● **EXERCISE AIM**
Report every line of the records below that includes the string "CacheMode".

═══ DATA IN THIS EXERCISE ═══

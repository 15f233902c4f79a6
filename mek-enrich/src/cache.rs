//! Persistent source cache
//!
//! One row per `(source, lookup_key)` holding the serialized `PartialRecord`,
//! failed lookups included (negative entries). Each `put` is a single upsert
//! committed before it returns, so an aborted run loses at most the call in
//! flight and never leaves a partial row behind.
//!
//! Negative entries can be bypassed: by age (`negative_ttl`), for a whole run
//! (`CacheMode::RefreshFailed`), or removed with `clear_negative`.

use crate::error::EnrichError;
use crate::types::{PartialRecord, SourceKind};
use crate::utils::db_retry::{retry_on_lock, DEFAULT_MAX_LOCK_WAIT};
use chrono::{DateTime, Utc};
use serde::{Deserialize, Serialize};
use sqlx::{Row, SqlitePool};
use std::path::Path;
use std::time::Duration;
use tracing::{debug, info, warn};

/// Cache file name inside the root folder
pub const CACHE_FILE_NAME: &str = "cache.db";

const SCHEMA: &str = r#"
CREATE TABLE IF NOT EXISTS source_cache (
    source      TEXT    NOT NULL,
    lookup_key  TEXT    NOT NULL,
    success     INTEGER NOT NULL,
    record_json TEXT    NOT NULL,
    fetched_at  TEXT    NOT NULL,
    PRIMARY KEY (source, lookup_key)
)
"#;

/// How reads are served for a run
#[derive(Debug, Clone, Copy, Default, PartialEq, Eq, Serialize, Deserialize)]
#[serde(rename_all = "snake_case")]
pub enum CacheMode {
    /// Serve every entry (negative entries subject to TTL)
    #[default]
    Normal,
    /// Ignore all entries; results are still written
    RefreshAll,
    /// Ignore negative entries only
    RefreshFailed,
}

#[derive(Debug, Clone, Copy, Default, PartialEq)]
pub struct CachePolicy {
    pub mode: CacheMode,
    /// Negative entries older than this are re-fetched
    pub negative_ttl: Option<chrono::Duration>,
}

/// Outcome of a policy-aware read
#[derive(Debug, Clone, PartialEq)]
pub enum CacheLookup {
    /// Usable entry, flagged `from_cache`
    Hit(PartialRecord),
    /// Entry exists but the policy says re-fetch
    Stale,
    Miss,
}

pub struct CacheStore {
    pool: SqlitePool,
    policy: CachePolicy,
    max_lock_wait: Duration,
}

impl CacheStore {
    /// Open (or create) the cache file
    pub async fn open(path: &Path, policy: CachePolicy) -> Result<Self, EnrichError> {
        let pool = mek_common::db::init_sqlite_pool(path, 4)
            .await
            .map_err(|e| EnrichError::CacheIo(format!("open {}: {}", path.display(), e)))?;
        let store = Self::with_pool(pool, policy).await?;
        info!(path = %path.display(), entries = store.len().await?, "Source cache opened");
        Ok(store)
    }

    /// Private in-memory cache (tests, dry runs)
    pub async fn open_in_memory(policy: CachePolicy) -> Result<Self, EnrichError> {
        let pool = mek_common::db::init_memory_pool()
            .await
            .map_err(|e| EnrichError::CacheIo(e.to_string()))?;
        Self::with_pool(pool, policy).await
    }

    async fn with_pool(pool: SqlitePool, policy: CachePolicy) -> Result<Self, EnrichError> {
        sqlx::query(SCHEMA).execute(&pool).await?;
        Ok(Self {
            pool,
            policy,
            max_lock_wait: DEFAULT_MAX_LOCK_WAIT,
        })
    }

    pub fn policy(&self) -> CachePolicy {
        self.policy
    }

    /// Raw read, ignoring the policy
    pub async fn get(&self, source: SourceKind, key: &str) -> Result<Option<PartialRecord>, EnrichError> {
        let row = sqlx::query("SELECT record_json FROM source_cache WHERE source = ? AND lookup_key = ?")
            .bind(source.as_str())
            .bind(key)
            .fetch_optional(&self.pool)
            .await?;

        match row {
            Some(row) => {
                let json: String = row.try_get("record_json")?;
                let record: PartialRecord = serde_json::from_str(&json)
                    .map_err(|e| EnrichError::CacheIo(format!("corrupt entry {}/{}: {}", source, key, e)))?;
                Ok(Some(record))
            }
            None => Ok(None),
        }
    }

    /// Policy-aware read. Read failures degrade to a miss.
    pub async fn lookup(&self, source: SourceKind, key: &str) -> CacheLookup {
        self.lookup_at(source, key, Utc::now()).await
    }

    pub async fn lookup_at(&self, source: SourceKind, key: &str, now: DateTime<Utc>) -> CacheLookup {
        if self.policy.mode == CacheMode::RefreshAll {
            return CacheLookup::Stale;
        }

        let record = match self.get(source, key).await {
            Ok(Some(record)) => record,
            Ok(None) => return CacheLookup::Miss,
            Err(e) => {
                warn!(source = %source, lookup_key = key, error = %e, "Cache read failed, treating as miss");
                return CacheLookup::Miss;
            }
        };

        if !record.success {
            if self.policy.mode == CacheMode::RefreshFailed {
                return CacheLookup::Stale;
            }
            if let Some(ttl) = self.policy.negative_ttl {
                if now.signed_duration_since(record.fetched_at) > ttl {
                    debug!(source = %source, lookup_key = key, "Negative cache entry expired");
                    return CacheLookup::Stale;
                }
            }
        }

        CacheLookup::Hit(record.into_cached())
    }

    /// Durable upsert of one record (overwrites the same key)
    pub async fn put(&self, record: &PartialRecord) -> Result<(), EnrichError> {
        let mut stored = record.clone();
        stored.from_cache = false;
        let json = serde_json::to_string(&stored)?;
        let source = record.source.as_str();
        let fetched_at = record.fetched_at.to_rfc3339();

        retry_on_lock("cache put", self.max_lock_wait, || async {
            sqlx::query(
                r#"
                INSERT INTO source_cache (source, lookup_key, success, record_json, fetched_at)
                VALUES (?, ?, ?, ?, ?)
                ON CONFLICT(source, lookup_key) DO UPDATE SET
                    success = excluded.success,
                    record_json = excluded.record_json,
                    fetched_at = excluded.fetched_at
                "#,
            )
            .bind(source)
            .bind(&record.lookup_key)
            .bind(record.success)
            .bind(&json)
            .bind(&fetched_at)
            .execute(&self.pool)
            .await?;
            Ok::<(), mek_common::Error>(())
        })
        .await
        .map_err(|e| EnrichError::CacheIo(format!("put {}/{}: {}", source, record.lookup_key, e)))
    }

    /// Remove one entry; true when something was removed
    pub async fn invalidate(&self, source: SourceKind, key: &str) -> Result<bool, EnrichError> {
        let result = sqlx::query("DELETE FROM source_cache WHERE source = ? AND lookup_key = ?")
            .bind(source.as_str())
            .bind(key)
            .execute(&self.pool)
            .await?;
        Ok(result.rows_affected() > 0)
    }

    /// Remove negative entries, for one source or all
    pub async fn clear_negative(&self, source: Option<SourceKind>) -> Result<u64, EnrichError> {
        let result = match source {
            Some(source) => {
                sqlx::query("DELETE FROM source_cache WHERE success = 0 AND source = ?")
                    .bind(source.as_str())
                    .execute(&self.pool)
                    .await?
            }
            None => {
                sqlx::query("DELETE FROM source_cache WHERE success = 0")
                    .execute(&self.pool)
                    .await?
            }
        };
        info!(removed = result.rows_affected(), "Cleared negative cache entries");
        Ok(result.rows_affected())
    }

    /// Remove every entry
    pub async fn clear(&self) -> Result<u64, EnrichError> {
        let result = sqlx::query("DELETE FROM source_cache").execute(&self.pool).await?;
        info!(removed = result.rows_affected(), "Cleared source cache");
        Ok(result.rows_affected())
    }

    pub async fn len(&self) -> Result<u64, EnrichError> {
        let count: i64 = sqlx::query_scalar("SELECT COUNT(*) FROM source_cache")
            .fetch_one(&self.pool)
            .await?;
        Ok(count.max(0) as u64)
    }

    pub async fn is_empty(&self) -> Result<bool, EnrichError> {
        Ok(self.len().await? == 0)
    }

    /// Checkpoint the WAL and close all connections
    pub async fn close(self) {
        if let Err(e) = sqlx::query("PRAGMA wal_checkpoint(TRUNCATE)").execute(&self.pool).await {
            debug!(error = %e, "WAL checkpoint skipped");
        }
        self.pool.close().await;
    }
}

#[cfg(test)]
mod tests {
    use super::*;
    use crate::types::{put_text, CanonicalField, FieldMap, Identifier, Lookup, SourceErrorKind};
    use tempfile::TempDir;

    fn success_record(key: &str) -> PartialRecord {
        let mut fields = FieldMap::new();
        put_text(&mut fields, CanonicalField::Formula, "C2H5NO2");
        PartialRecord {
            source: SourceKind::Hmdb,
            identifier: Some(Identifier::hmdb(key)),
            lookup_key: key.to_string(),
            fields,
            success: true,
            elapsed_ms: 120,
            from_cache: false,
            error: None,
            error_message: None,
            fetched_at: Utc::now(),
        }
    }

    fn failed_record(key: &str) -> PartialRecord {
        PartialRecord::failed(
            SourceKind::PubChem,
            &Lookup::by_name(key),
            SourceErrorKind::Timeout,
            "timed out",
            30_000,
        )
    }

    #[tokio::test]
    async fn test_put_then_hit_is_flagged_cached() {
        let cache = CacheStore::open_in_memory(CachePolicy::default()).await.unwrap();
        cache.put(&success_record("HMDB0000123")).await.unwrap();

        match cache.lookup(SourceKind::Hmdb, "HMDB0000123").await {
            CacheLookup::Hit(record) => {
                assert!(record.from_cache);
                assert_eq!(record.elapsed_ms, 0);
                assert!(record.success);
            }
            other => panic!("expected hit, got {:?}", other),
        }
        assert_eq!(cache.lookup(SourceKind::PubChem, "HMDB0000123").await, CacheLookup::Miss);
    }

    #[tokio::test]
    async fn test_negative_entries_served_in_normal_mode() {
        let cache = CacheStore::open_in_memory(CachePolicy::default()).await.unwrap();
        cache.put(&failed_record("mystery")).await.unwrap();

        match cache.lookup(SourceKind::PubChem, "mystery").await {
            CacheLookup::Hit(record) => {
                assert!(!record.success);
                assert_eq!(record.error, Some(SourceErrorKind::Timeout));
            }
            other => panic!("expected negative hit, got {:?}", other),
        }
    }

    #[tokio::test]
    async fn test_refresh_failed_bypasses_negative_only() {
        let policy = CachePolicy {
            mode: CacheMode::RefreshFailed,
            negative_ttl: None,
        };
        let cache = CacheStore::open_in_memory(policy).await.unwrap();
        cache.put(&failed_record("mystery")).await.unwrap();
        cache.put(&success_record("HMDB0000123")).await.unwrap();

        assert_eq!(cache.lookup(SourceKind::PubChem, "mystery").await, CacheLookup::Stale);
        assert!(matches!(
            cache.lookup(SourceKind::Hmdb, "HMDB0000123").await,
            CacheLookup::Hit(_)
        ));
    }

    #[tokio::test]
    async fn test_refresh_all_bypasses_everything() {
        let policy = CachePolicy {
            mode: CacheMode::RefreshAll,
            negative_ttl: None,
        };
        let cache = CacheStore::open_in_memory(policy).await.unwrap();
        cache.put(&success_record("HMDB0000123")).await.unwrap();
        assert_eq!(cache.lookup(SourceKind::Hmdb, "HMDB0000123").await, CacheLookup::Stale);
    }

    #[tokio::test]
    async fn test_negative_ttl_expiry() {
        let policy = CachePolicy {
            mode: CacheMode::Normal,
            negative_ttl: Some(chrono::Duration::hours(24)),
        };
        let cache = CacheStore::open_in_memory(policy).await.unwrap();
        cache.put(&failed_record("mystery")).await.unwrap();

        let soon = Utc::now() + chrono::Duration::hours(1);
        assert!(matches!(
            cache.lookup_at(SourceKind::PubChem, "mystery", soon).await,
            CacheLookup::Hit(_)
        ));

        let later = Utc::now() + chrono::Duration::hours(25);
        assert_eq!(
            cache.lookup_at(SourceKind::PubChem, "mystery", later).await,
            CacheLookup::Stale
        );
    }

    #[tokio::test]
    async fn test_invalidate_and_clear_negative() {
        let cache = CacheStore::open_in_memory(CachePolicy::default()).await.unwrap();
        cache.put(&success_record("HMDB0000123")).await.unwrap();
        cache.put(&failed_record("mystery")).await.unwrap();
        assert_eq!(cache.len().await.unwrap(), 2);

        assert_eq!(cache.clear_negative(Some(SourceKind::Hmdb)).await.unwrap(), 0);
        assert_eq!(cache.clear_negative(None).await.unwrap(), 1);
        assert_eq!(cache.len().await.unwrap(), 1);

        assert!(cache.invalidate(SourceKind::Hmdb, "HMDB0000123").await.unwrap());
        assert!(!cache.invalidate(SourceKind::Hmdb, "HMDB0000123").await.unwrap());
        assert!(cache.is_empty().await.unwrap());
    }

    #[tokio::test]
    async fn test_put_overwrites_same_key() {
        let cache = CacheStore::open_in_memory(CachePolicy::default()).await.unwrap();
        let mut record = failed_record("glycine");
        cache.put(&record).await.unwrap();

        record.success = true;
        record.error = None;
        put_text(&mut record.fields, CanonicalField::Formula, "C2H5NO2");
        cache.put(&record).await.unwrap();

        assert_eq!(cache.len().await.unwrap(), 1);
        let stored = cache.get(SourceKind::PubChem, "glycine").await.unwrap().unwrap();
        assert!(stored.success);
    }

    #[tokio::test]
    async fn test_entries_survive_reopen() {
        let dir = TempDir::new().unwrap();
        let path = dir.path().join(CACHE_FILE_NAME);

        let cache = CacheStore::open(&path, CachePolicy::default()).await.unwrap();
        cache.put(&success_record("HMDB0000123")).await.unwrap();
        cache.close().await;

        let reopened = CacheStore::open(&path, CachePolicy::default()).await.unwrap();
        let record = reopened.get(SourceKind::Hmdb, "HMDB0000123").await.unwrap().unwrap();
        assert_eq!(record.lookup_key, "HMDB0000123");
        assert!(!record.from_cache);
    }

    #[tokio::test]
    async fn test_clear_removes_all() {
        let cache = CacheStore::open_in_memory(CachePolicy::default()).await.unwrap();
        cache.put(&success_record("HMDB0000123")).await.unwrap();
        cache.put(&failed_record("mystery")).await.unwrap();
        assert_eq!(cache.clear().await.unwrap(), 2);
        assert!(cache.is_empty().await.unwrap());
    }
}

═══

● **RESULT**
//! (`CacheMode::RefreshFailed`), or removed with `clear_negative`.
pub enum CacheMode {
    pub mode: CacheMode,
        if self.policy.mode == CacheMode::RefreshAll {
            if self.policy.mode == CacheMode::RefreshFailed {
            mode: CacheMode::RefreshFailed,
            mode: CacheMode::RefreshAll,
            mode: CacheMode::Normal,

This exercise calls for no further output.